In a lesser-known series of experiments within Social Psychology, researchers explored a simple but uncomfortable question: What do people do when they believe no one is watching?
What they found challenges the comforting belief that cruelty is rare or limited to “bad people.”
When anonymity increases, accountability drops. And when accountability drops, a small but significant number of individuals are more likely to act in ways they never would in public—cutting corners, ignoring harm, or even causing it. This phenomenon is closely tied to a concept known as Deindividuation, where a person’s sense of identity and responsibility becomes diluted in private or group settings.
But that’s only part of the story.
Other research, including insights from Philip Zimbardo and Stanley Milgram, suggests something deeper: cruelty is often not driven by sadism, but by disengagement. People don’t suddenly become monsters—they distance themselves from the impact of their actions. They justify. They minimize. They tell themselves it’s not a big deal.
And perhaps most importantly, they assume no one will know.
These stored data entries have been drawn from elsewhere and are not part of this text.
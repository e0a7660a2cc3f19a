use axum::{
    extract::{Path, State},
    http::StatusCode,
    Extension,
    Json,
};
use serde_json::{json, Value};

use crate::{
    api::{middleware::auth::CurrentUser, state::AppState},
    domain::{CreateNotificationRecipient, NotificationRecipient, UpdateNotificationRecipient},
    error::Result,
};

pub async fn list(State(state): State<AppState>) -> Result<Json<Vec<NotificationRecipient>>> {
    let recipients = state.service_context.notification_service.list().await?;
    Ok(Json(recipients))
}

pub async fn active(State(state): State<AppState>) -> Result<Json<Value>> {
    let emails = state.service_context.notification_service.active_emails().await?;
    Ok(Json(json!({ "active_emails": emails })))
}

pub async fn create(
    State(state): State<AppState>,
    Json(request): Json<CreateNotificationRecipient>,
) -> Result<(StatusCode, Json<NotificationRecipient>)> {
    let recipient = state.service_context.notification_service.create(request).await?;
    Ok((StatusCode::CREATED, Json(recipient)))
}

pub async fn update(
    State(state): State<AppState>,
    Path(id): Path<i64>,
    Json(request): Json<UpdateNotificationRecipient>,
) -> Result<Json<NotificationRecipient>> {
    let recipient = state.service_context.notification_service.update(id, request).await?;
    Ok(Json(recipient))
}

pub async fn delete(
    State(state): State<AppState>,
    Path(id): Path<i64>,
) -> Result<StatusCode> {
    state.service_context.notification_service.delete(id).await?;
    Ok(StatusCode::NO_CONTENT)
}

pub async fn toggle(
    State(state): State<AppState>,
    Path(id): Path<i64>,
) -> Result<Json<NotificationRecipient>> {
    let recipient = state.service_context.notification_service.toggle(id).await?;
    Ok(Json(recipient))
}

pub async fn send_test_email(
    State(state): State<AppState>,
    Extension(current): Extension<CurrentUser>,
) -> Result<Json<Value>> {
    let report = state.service_context.notification_service
        .send_test_email(&current.user)
        .await?;

    let (status, message) = if report.sent > 0 {
        ("success", "Test email sent successfully")
    } else {
        ("error", "Failed to send test email")
    };

    Ok(Json(json!({ "status": status, "message": message, "report": report })))
}
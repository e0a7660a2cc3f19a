mod common;

use apprentice_portal::{
    auth::AuthService,
    domain::{CreateAdminRequest, UserRole},
    error::AppError,
    repository::UserRepository,
};
use common::{create_user, service_context, test_pool};
use uuid::Uuid;

fn request(email: &str) -> CreateAdminRequest {
    CreateAdminRequest { email: email.to_string() }
}

#[tokio::test]
async fn test_created_admin_can_log_in_with_temporary_password() -> anyhow::Result<()> {
    let pool = test_pool().await?;
    let ctx = service_context(&pool, None);

    let created = ctx.admin_service.create_admin(request("Sous.Chef@Example.org")).await?;
    assert_eq!(created.email, "sous.chef@example.org");
    assert_eq!(created.username, "sous.chef");
    assert_eq!(created.temporary_password.len(), 12);

    let hash = ctx.user_repo.password_hash("sous.chef@example.org").await?.unwrap();
    assert!(AuthService::verify_password(&created.temporary_password, &hash).await?);

    let user = ctx.user_repo.find_by_id(created.id).await?.unwrap();
    assert_eq!(user.role, UserRole::Admin);

    let admins = ctx.admin_service.list_admins().await?;
    assert_eq!(admins.len(), 1);
    Ok(())
}

#[tokio::test]
async fn test_admin_username_gets_counter_when_taken() -> anyhow::Result<()> {
    let pool = test_pool().await?;
    let ctx = service_context(&pool, None);
    create_user(&pool, "chef", UserRole::Student).await?;
    create_user(&pool, "chef1", UserRole::Student).await?;

    let created = ctx.admin_service.create_admin(request("chef@kitchen.org")).await?;
    assert_eq!(created.username, "chef2");
    Ok(())
}

#[tokio::test]
async fn test_duplicate_admin_email_conflicts() -> anyhow::Result<()> {
    let pool = test_pool().await?;
    let ctx = service_context(&pool, None);
    create_user(&pool, "chef", UserRole::Student).await?;

    let result = ctx.admin_service.create_admin(request("chef@example.com")).await;
    assert!(matches!(result, Err(AppError::Conflict(_))));

    let invalid = ctx.admin_service.create_admin(request("no-at-sign")).await;
    assert!(matches!(invalid, Err(AppError::Validation(_))));
    Ok(())
}

#[tokio::test]
async fn test_reset_password_replaces_hash() -> anyhow::Result<()> {
    let pool = test_pool().await?;
    let ctx = service_context(&pool, None);
    let admin = create_user(&pool, "chef", UserRole::Admin).await?;

    let reset = ctx.admin_service.reset_password(admin.id).await?;
    assert_eq!(reset.id, admin.id);

    let hash = ctx.user_repo.password_hash("chef@example.com").await?.unwrap();
    assert!(AuthService::verify_password(&reset.temporary_password, &hash).await?);
    assert!(!AuthService::verify_password("password123", &hash).await?);
    Ok(())
}

#[tokio::test]
async fn test_reset_password_only_for_admins() -> anyhow::Result<()> {
    let pool = test_pool().await?;
    let ctx = service_context(&pool, None);
    let student = create_user(&pool, "ana", UserRole::Student).await?;

    let result = ctx.admin_service.reset_password(student.id).await;
    assert!(matches!(result, Err(AppError::NotFound(_))));
    let result = ctx.admin_service.reset_password(Uuid::new_v4()).await;
    assert!(matches!(result, Err(AppError::NotFound(_))));
    Ok(())
}
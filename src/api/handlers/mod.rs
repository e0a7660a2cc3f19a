pub mod root;
pub mod auth;
pub mod announcements;
pub mod students;
pub mod email_logs;
pub mod admins;
pub mod notifications;
//! Both directions of audience matching, derived from
//! [`AudienceRule::matches`] so they cannot drift apart.

use std::collections::BTreeSet;

use uuid::Uuid;

use crate::domain::{Announcement, AudienceMode, AudienceRule, StudentRecord};

/// Announcements a student may see, newest first.
///
/// `student` is `None` when the user has no directory record; such a user
/// only sees announcements addressed to everyone. Admin visibility does not
/// go through here.
pub fn visible_announcements(
    student: Option<&StudentRecord>,
    announcements: impl IntoIterator<Item = Announcement>,
) -> Vec<Announcement> {
    let mut visible: Vec<Announcement> = announcements
        .into_iter()
        .filter(|a| is_visible(student, &a.audience))
        .collect();
    visible.sort_by(|a, b| b.created_at.cmp(&a.created_at));
    visible
}

pub fn is_visible(student: Option<&StudentRecord>, rule: &AudienceRule) -> bool {
    match student {
        Some(student) => rule.matches(student),
        None => rule.mode == AudienceMode::All,
    }
}

/// Students in `directory` that `rule` targets, in directory order.
pub fn matching_students<'a>(
    rule: &AudienceRule,
    directory: &'a [StudentRecord],
) -> Vec<&'a StudentRecord> {
    directory.iter().filter(|s| rule.matches(s)).collect()
}

pub fn resolve_recipients(rule: &AudienceRule, directory: &[StudentRecord]) -> BTreeSet<Uuid> {
    matching_students(rule, directory)
        .into_iter()
        .map(|s| s.id)
        .collect()
}
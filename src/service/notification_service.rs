use std::sync::Arc;

use validator::Validate;

use crate::{
    domain::*,
    error::{AppError, Result},
    notify::{DispatchJob, DispatchReport, EmailMessage, Notifier, RecipientList},
    repository::NotificationRecipientRepository,
};

/// Admin-managed notification list plus the delivery test.
pub struct NotificationService {
    recipients: Arc<dyn NotificationRecipientRepository>,
    notifier: Option<Arc<Notifier>>,
}

impl NotificationService {
    pub fn new(
        recipients: Arc<dyn NotificationRecipientRepository>,
        notifier: Option<Arc<Notifier>>,
    ) -> Self {
        Self { recipients, notifier }
    }

    pub async fn list(&self) -> Result<Vec<NotificationRecipient>> {
        self.recipients.list().await
    }

    pub async fn active_emails(&self) -> Result<Vec<String>> {
        self.recipients.active_emails().await
    }

    pub async fn create(&self, mut request: CreateNotificationRecipient) -> Result<NotificationRecipient> {
        request.email = request.email.trim().to_string();
        request.validate()?;
        self.recipients.create(request).await
    }

    pub async fn update(&self, id: i64, mut request: UpdateNotificationRecipient) -> Result<NotificationRecipient> {
        request.email = request.email.map(|e| e.trim().to_string());
        request.validate()?;
        self.recipients.update(id, request).await?.ok_or_else(not_found)
    }

    pub async fn delete(&self, id: i64) -> Result<()> {
        if !self.recipients.delete(id).await? {
            return Err(not_found());
        }
        Ok(())
    }

    pub async fn toggle(&self, id: i64) -> Result<NotificationRecipient> {
        self.recipients.toggle_active(id).await?.ok_or_else(not_found)
    }

    /// Sends one message to the requesting admin and waits for the result.
    pub async fn send_test_email(&self, actor: &User) -> Result<DispatchReport> {
        let notifier = self.notifier.as_ref()
            .ok_or_else(|| AppError::BadRequest("Email delivery is not configured".to_string()))?;

        let report = notifier.dispatch(DispatchJob {
            recipients: RecipientList { matched: 1, emails: vec![actor.email.clone()] },
            message: EmailMessage {
                subject: "Apprentice portal test email".to_string(),
                html_body: "<h2>Test email</h2><p>Email delivery from the apprentice portal is working.</p>"
                    .to_string(),
            },
        }).await;

        tracing::info!(admin_id = %actor.id, sent = report.sent, "Test email dispatched");
        Ok(report)
    }
}

fn not_found() -> AppError {
    AppError::NotFound("Email notification not found".to_string())
}
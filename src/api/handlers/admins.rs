use axum::{
    extract::{Path, State},
    http::StatusCode,
    Json,
};
use uuid::Uuid;

use crate::{
    api::state::AppState,
    domain::{AdminWithPassword, CreateAdminRequest, User},
    error::Result,
};

pub async fn list(State(state): State<AppState>) -> Result<Json<Vec<User>>> {
    let admins = state.service_context.admin_service.list_admins().await?;
    Ok(Json(admins))
}

pub async fn create(
    State(state): State<AppState>,
    Json(request): Json<CreateAdminRequest>,
) -> Result<(StatusCode, Json<AdminWithPassword>)> {
    let admin = state.service_context.admin_service.create_admin(request).await?;
    Ok((StatusCode::CREATED, Json(admin)))
}

pub async fn reset_password(
    State(state): State<AppState>,
    Path(id): Path<Uuid>,
) -> Result<Json<AdminWithPassword>> {
    let admin = state.service_context.admin_service.reset_password(id).await?;
    Ok(Json(admin))
}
From a neuroscience perspective, this links to reduced activation in brain regions associated with empathy when consequences feel abstract or invisible. When we don’t see the harm, we’re less likely to feel it.
Yet the opposite is also true.
There are people who choose kindness even in total privacy—who return the wallet, who speak gently, who act with integrity when there is no reward and no recognition. These choices are not accidental. They are practiced, reinforced, and rooted in a stable internal value system rather than external approval.
Cruelty, then, is not just a personality trait. It’s often a contextual behavior—one that emerges when empathy is switched off, accountability is removed, and self-justification takes over.
But so is kindness.
And the real measure of a person is not who they are when others are watching, but who they are when they believe no one is.